-- Exercise details --
The required output is every line from the beginning of the entries below through the line that includes "Model name variable.", copied exactly.

-- Record excerpts --
##############################
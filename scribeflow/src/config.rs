//! Application configuration shared by the binaries.
//!
//! Values come from the environment (after loading `.env`), falling back to
//! the defaults below. Command-line flags override individual fields.

use crate::errors::{ProviderError, ScribeflowError, SearchError};
use crate::providers::OpenAiCompatibleProvider;
use crate::tools::OutputDir;
use crate::websearch::WebSearch;
use serde::{Deserialize, Serialize};
use std::path::PathBuf;
use std::sync::Arc;
use std::time::Duration;

/// Model name variable.
pub const ENV_MODEL: &str = "SCRIBEFLOW_MODEL";
/// API base URL variable.
pub const ENV_API_BASE: &str = "SCRIBEFLOW_API_BASE";
/// API key variable.
pub const ENV_API_KEY: &str = "SCRIBEFLOW_API_KEY";
/// API key variable used when [`ENV_API_KEY`] is unset.
pub const ENV_OPENAI_API_KEY: &str = "OPENAI_API_KEY";
/// Blog output directory variable.
pub const ENV_OUTPUT_DIR: &str = "SCRIBEFLOW_OUTPUT_DIR";
/// Planner output directory variable.
pub const ENV_PLANNER_OUTPUT_DIR: &str = "SCRIBEFLOW_PLANNER_OUTPUT_DIR";
/// Research hits per query variable. `0` disables web research.
pub const ENV_SEARCH_RESULTS: &str = "SCRIBEFLOW_SEARCH_RESULTS";
/// Request timeout variable, in seconds.
pub const ENV_TIMEOUT_SECS: &str = "SCRIBEFLOW_TIMEOUT_SECS";

/// Runtime configuration.
#[derive(Debug, Clone, PartialEq, Serialize, Deserialize)]
pub struct AppConfig {
    /// Model identifier sent to the provider.
    #[serde(default = "default_model")]
    pub model: String,
    /// Base URL of the OpenAI-compatible API.
    #[serde(default = "default_api_base")]
    pub api_base: String,
    /// Bearer token, if the endpoint needs one.
    #[serde(default, skip_serializing)]
    pub api_key: Option<String>,
    /// Where blog posts and the roadmap are written.
    #[serde(default = "default_output_dir")]
    pub output_dir: PathBuf,
    /// Where the agent system plan is written.
    #[serde(default = "default_planner_output_dir")]
    pub planner_output_dir: PathBuf,
    /// Research hits per query.
    #[serde(default = "default_search_results")]
    pub search_results: usize,
    /// Provider request timeout in seconds.
    #[serde(default = "default_timeout_secs")]
    pub timeout_secs: u64,
}

fn default_model() -> String {
    "gpt-4o-mini".to_string()
}

fn default_api_base() -> String {
    "https://api.openai.com/v1".to_string()
}

fn default_output_dir() -> PathBuf {
    PathBuf::from("output")
}

fn default_planner_output_dir() -> PathBuf {
    PathBuf::from("data")
}

fn default_search_results() -> usize {
    5
}

fn default_timeout_secs() -> u64 {
    120
}

impl Default for AppConfig {
    fn default() -> Self {
        Self {
            model: default_model(),
            api_base: default_api_base(),
            api_key: None,
            output_dir: default_output_dir(),
            planner_output_dir: default_planner_output_dir(),
            search_results: default_search_results(),
            timeout_secs: default_timeout_secs(),
        }
    }
}

impl AppConfig {
    /// Loads `.env` if present, then reads the process environment.
    ///
    /// # Errors
    ///
    /// Returns an error if a numeric variable cannot be parsed.
    pub fn from_env() -> Result<Self, ScribeflowError> {
        dotenv::dotenv().ok();
        Self::from_lookup(|key| std::env::var(key).ok())
    }

    /// Builds a configuration from an arbitrary variable lookup.
    ///
    /// Empty values are treated as unset.
    ///
    /// # Errors
    ///
    /// Returns an error if a numeric variable cannot be parsed.
    pub fn from_lookup<F>(lookup: F) -> Result<Self, ScribeflowError>
    where
        F: Fn(&str) -> Option<String>,
    {
        let get = |key: &str| lookup(key).filter(|v| !v.trim().is_empty());
        let mut config = Self::default();

        if let Some(model) = get(ENV_MODEL) {
            config.model = model;
        }
        if let Some(base) = get(ENV_API_BASE) {
            config.api_base = base;
        }
        config.api_key = get(ENV_API_KEY).or_else(|| get(ENV_OPENAI_API_KEY));
        if let Some(dir) = get(ENV_OUTPUT_DIR) {
            config.output_dir = PathBuf::from(dir);
        }
        if let Some(dir) = get(ENV_PLANNER_OUTPUT_DIR) {
            config.planner_output_dir = PathBuf::from(dir);
        }
        if let Some(raw) = get(ENV_SEARCH_RESULTS) {
            config.search_results = parse_number(ENV_SEARCH_RESULTS, &raw)?;
        }
        if let Some(raw) = get(ENV_TIMEOUT_SECS) {
            config.timeout_secs = parse_number(ENV_TIMEOUT_SECS, &raw)?;
        }

        Ok(config)
    }

    /// Overrides the model, ignoring `None`.
    #[must_use]
    pub fn with_model(mut self, model: Option<String>) -> Self {
        if let Some(model) = model {
            self.model = model;
        }
        self
    }

    /// Overrides the blog output directory, ignoring `None`.
    #[must_use]
    pub fn with_output_dir(mut self, dir: Option<PathBuf>) -> Self {
        if let Some(dir) = dir {
            self.output_dir = dir;
        }
        self
    }

    /// Overrides the planner output directory, ignoring `None`.
    #[must_use]
    pub fn with_planner_output_dir(mut self, dir: Option<PathBuf>) -> Self {
        if let Some(dir) = dir {
            self.planner_output_dir = dir;
        }
        self
    }

    /// Returns true if stages should consult web search.
    #[must_use]
    pub fn research_enabled(&self) -> bool {
        self.search_results > 0
    }

    /// Returns the request timeout.
    #[must_use]
    pub fn timeout(&self) -> Duration {
        Duration::from_secs(self.timeout_secs)
    }

    /// Blog output directory.
    #[must_use]
    pub fn output(&self) -> OutputDir {
        OutputDir::new(&self.output_dir)
    }

    /// Planner output directory.
    #[must_use]
    pub fn planner_output(&self) -> OutputDir {
        OutputDir::new(&self.planner_output_dir)
    }

    /// Builds the HTTP provider described by this configuration.
    ///
    /// # Errors
    ///
    /// Returns an error if the HTTP client cannot be constructed.
    pub fn provider(&self) -> Result<OpenAiCompatibleProvider, ProviderError> {
        OpenAiCompatibleProvider::new(
            self.api_base.clone(),
            self.api_key.clone(),
            self.model.clone(),
            self.timeout(),
        )
    }

    /// Builds the search backend, or `None` when research is disabled.
    ///
    /// # Errors
    ///
    /// Returns an error if the HTTP client cannot be constructed.
    pub fn search_backend(&self) -> Result<Option<Arc<dyn WebSearch>>, SearchError> {
        if !self.research_enabled() {
            return Ok(None);
        }
        #[cfg(feature = "websearch")]
        {
            use crate::websearch::{DuckDuckGoSearch, WebSearchConfig};

            let config = WebSearchConfig::new().with_max_results(self.search_results);
            Ok(Some(Arc::new(DuckDuckGoSearch::new(config)?)))
        }
        #[cfg(not(feature = "websearch"))]
        {
            tracing::warn!("Web research requested but the websearch feature is disabled");
            Ok(None)
        }
    }
}

fn parse_number<T: std::str::FromStr>(key: &str, raw: &str) -> Result<T, ScribeflowError> {
    raw.trim()
        .parse()
        .map_err(|_| ScribeflowError::Config(format!("{key} must be a non-negative integer, got '{raw}'")))
}

#[cfg(test)]
mod tests {
    use super::*;
    use std::collections::HashMap;

    fn lookup(vars: &[(&str, &str)]) -> impl Fn(&str) -> Option<String> {
        let map: HashMap<String, String> = vars
            .iter()
            .map(|(k, v)| ((*k).to_string(), (*v).to_string()))
            .collect();
        move |key| map.get(key).cloned()
    }

    #[test]
    fn test_defaults() {
        let config = AppConfig::from_lookup(lookup(&[])).unwrap();
        assert_eq!(config, AppConfig::default());
        assert_eq!(config.model, "gpt-4o-mini");
        assert_eq!(config.output_dir, PathBuf::from("output"));
        assert_eq!(config.planner_output_dir, PathBuf::from("data"));
        assert_eq!(config.timeout(), Duration::from_secs(120));
        assert!(config.research_enabled());
    }

    #[test]
    fn test_environment_overrides() {
        let config = AppConfig::from_lookup(lookup(&[
            (ENV_MODEL, "llama3"),
            (ENV_API_BASE, "http://localhost:11434/v1"),
            (ENV_OUTPUT_DIR, "posts"),
            (ENV_SEARCH_RESULTS, "0"),
            (ENV_TIMEOUT_SECS, "30"),
        ]))
        .unwrap();

        assert_eq!(config.model, "llama3");
        assert_eq!(config.api_base, "http://localhost:11434/v1");
        assert_eq!(config.output().root(), std::path::Path::new("posts"));
        assert!(!config.research_enabled());
        assert_eq!(config.timeout_secs, 30);
    }

    #[test]
    fn test_api_key_fallback() {
        let config = AppConfig::from_lookup(lookup(&[(ENV_OPENAI_API_KEY, "sk-openai")])).unwrap();
        assert_eq!(config.api_key.as_deref(), Some("sk-openai"));

        let config = AppConfig::from_lookup(lookup(&[
            (ENV_API_KEY, "sk-own"),
            (ENV_OPENAI_API_KEY, "sk-openai"),
        ]))
        .unwrap();
        assert_eq!(config.api_key.as_deref(), Some("sk-own"));

        let config = AppConfig::from_lookup(lookup(&[(ENV_API_KEY, "  ")])).unwrap();
        assert!(config.api_key.is_none());
    }

    #[test]
    fn test_invalid_number() {
        let err = AppConfig::from_lookup(lookup(&[(ENV_TIMEOUT_SECS, "soon")])).unwrap_err();
        assert!(err.to_string().contains(ENV_TIMEOUT_SECS));
    }

    #[test]
    fn test_cli_overrides() {
        let config = AppConfig::default()
            .with_model(Some("gpt-4o".to_string()))
            .with_model(None)
            .with_planner_output_dir(Some(PathBuf::from("plans")));

        assert_eq!(config.model, "gpt-4o");
        assert_eq!(config.planner_output().root(), std::path::Path::new("plans"));
    }

    #[test]
    fn test_api_key_not_serialized() {
        let config = AppConfig {
            api_key: Some("secret".to_string()),
            ..AppConfig::default()
        };
        let json = serde_json::to_string(&config).unwrap();
        assert!(!json.contains("secret"));

        let parsed: AppConfig = serde_json::from_str(r#"{"model": "m"}"#).unwrap();
        assert_eq!(parsed.model, "m");
        assert_eq!(parsed.search_results, 5);
    }

    #[test]
    fn test_provider_uses_model() {
        let provider = AppConfig::default().with_model(Some("m1".to_string())).provider().unwrap();
        assert_eq!(provider.model(), "m1");
    }

    #[test]
    fn test_search_backend_disabled() {
        let config = AppConfig {
            search_results: 0,
            ..AppConfig::default()
        };
        assert!(config.search_backend().unwrap().is_none());
    }
}
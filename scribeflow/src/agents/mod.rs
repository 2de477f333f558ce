//! LLM-backed stages.
//!
//! An [`LlmStage`] fills a prompt template from its declared input fields,
//! optionally appends web research, asks the provider and returns the reply
//! as the value of its output field.

mod llm_stage;
mod prompt;

pub use llm_stage::LlmStage;
pub use prompt::render_prompt;
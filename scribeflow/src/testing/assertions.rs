//! Test assertions for stage outputs and pipeline runs.

use crate::core::{StageOutput, StageStatus};
use crate::pipeline::PipelineRun;

/// Asserts that the output indicates success.
pub fn assert_output_succeeded(output: &StageOutput) {
    assert!(
        output.is_success(),
        "Expected success, got status: {:?}",
        output.status
    );
}

/// Asserts that the output indicates failure.
pub fn assert_output_failed(output: &StageOutput) {
    assert!(
        output.is_failure(),
        "Expected failure, got status: {:?}",
        output.status
    );
}

/// Asserts that the output has the expected status.
pub fn assert_output_status(output: &StageOutput, expected: StageStatus) {
    assert_eq!(
        output.status, expected,
        "Expected status {:?}, got {:?}",
        expected, output.status
    );
}

/// Asserts that the output carries the given text.
pub fn assert_output_text(output: &StageOutput, expected: &str) {
    assert_eq!(
        output.value.as_ref().and_then(|v| v.as_str()),
        Some(expected),
        "Expected text output {:?}, got {:?}",
        expected,
        output.value
    );
}

/// Asserts that a run wrote a field.
pub fn assert_field_set(run: &PipelineRun, key: &str) {
    assert!(
        run.board.contains(key),
        "Expected field '{}' to be set. Fields: {:?}",
        key,
        run.board.keys()
    );
}

/// Asserts that a run left a field absent.
pub fn assert_field_absent(run: &PipelineRun, key: &str) {
    assert!(
        !run.board.contains(key),
        "Expected field '{}' to be absent, found {:?}",
        key,
        run.board.get(key)
    );
}

#[cfg(test)]
mod tests {
    use super::*;

    #[test]
    fn test_output_assertions() {
        let output = StageOutput::ok_text("plan");
        assert_output_succeeded(&output);
        assert_output_status(&output, StageStatus::Ok);
        assert_output_text(&output, "plan");

        assert_output_failed(&StageOutput::fail("x"));
    }

    #[test]
    #[should_panic(expected = "Expected failure")]
    fn test_failed_assertion_panics() {
        assert_output_failed(&StageOutput::ok_empty());
    }
}
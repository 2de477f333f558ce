//! Stage status enum.

use serde::{Deserialize, Serialize};
use std::fmt;

/// The execution status of a stage.
#[derive(Debug, Clone, Copy, PartialEq, Eq, Hash, Serialize, Deserialize)]
#[serde(rename_all = "snake_case")]
pub enum StageStatus {
    /// Stage completed and produced its output field.
    Ok,
    /// Stage chose not to produce anything.
    Skip,
    /// Stage failed.
    Fail,
    /// Stage is pending execution.
    Pending,
}

impl Default for StageStatus {
    fn default() -> Self {
        Self::Pending
    }
}

impl StageStatus {
    /// Returns true once the stage has run, whatever the outcome.
    #[must_use]
    pub fn is_terminal(&self) -> bool {
        !matches!(self, Self::Pending)
    }
}

impl fmt::Display for StageStatus {
    fn fmt(&self, f: &mut fmt::Formatter<'_>) -> fmt::Result {
        match self {
            Self::Ok => write!(f, "ok"),
            Self::Skip => write!(f, "skip"),
            Self::Fail => write!(f, "fail"),
            Self::Pending => write!(f, "pending"),
        }
    }
}
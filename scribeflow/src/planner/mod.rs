//! Agents planner: turns a task description into a multi-agent system plan.
//!
//! Four model stages share one blackboard:
//!
//! | Stage             | Reads                                   | Writes               |
//! |-------------------|-----------------------------------------|----------------------|
//! | TaskAnalyzer      | task                                    | subtasks             |
//! | AgentDesigner     | task, subtasks                          | agent_descriptions   |
//! | WorkflowDesigner  | task, subtasks, agent_descriptions      | workflow_pattern     |
//! | FinalDescription  | all of the above                        | final_description    |
//!
//! The first three form the `PlanningAgents` group. When the last stage does
//! not produce its field the plan is assembled from the intermediate fields.

mod pipeline;
mod prompts;
mod service;

pub use pipeline::{build_planner_pipeline, plan_fallback_document, PlannerSearch};
pub use service::{save_plan, AgentsPlanner, PlanOutcome};

/// The task being planned.
pub const STATE_TASK: &str = "task";
/// Subtasks produced by the task analyzer.
pub const STATE_SUBTASKS: &str = "subtasks";
/// Agent roster produced by the agent designer.
pub const STATE_AGENT_DESCRIPTIONS: &str = "agent_descriptions";
/// Coordination pattern produced by the workflow designer.
pub const STATE_WORKFLOW_PATTERN: &str = "workflow_pattern";
/// The final markdown plan.
pub const STATE_FINAL_DESCRIPTION: &str = "final_description";

/// All planner fields with their display labels, in pipeline order.
pub const PLANNER_FIELDS: [(&str, &str); 5] = [
    (STATE_TASK, "Task"),
    (STATE_SUBTASKS, "Subtasks"),
    (STATE_AGENT_DESCRIPTIONS, "Agent Descriptions"),
    (STATE_WORKFLOW_PATTERN, "Workflow Pattern"),
    (STATE_FINAL_DESCRIPTION, "Final Description"),
];

/// Session application name.
pub const APP_NAME: &str = "agents_planner_app";
/// Session user ID.
pub const USER_ID: &str = "planner_user_01";
/// Session ID.
pub const SESSION_ID: &str = "planner_session_01";

/// File name the plan is saved under.
pub const PLAN_FILENAME: &str = "agent_system_plan.md";

/// Task planned when none is given on the command line.
pub const DEFAULT_TASK: &str = "Create a system that helps users plan and book travel itineraries. \
The system should be able to suggest destinations based on user preferences, find flights and \
accommodations, create daily itineraries, and provide real-time updates during the trip.";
##############################
-- Reply to the task --
filename scribeflow/src/config.rs
//! Application configuration shared by the binaries.
//!
//! Values come from the environment (after loading `.env`), falling back to
//! the defaults below. Command-line flags override individual fields.

use crate::errors::{ProviderError, ScribeflowError, SearchError};
use crate::providers::OpenAiCompatibleProvider;
use crate::tools::OutputDir;
use crate::websearch::WebSearch;
use serde::{Deserialize, Serialize};
use std::path::PathBuf;
use std::sync::Arc;
use std::time::Duration;

/// Model name variable.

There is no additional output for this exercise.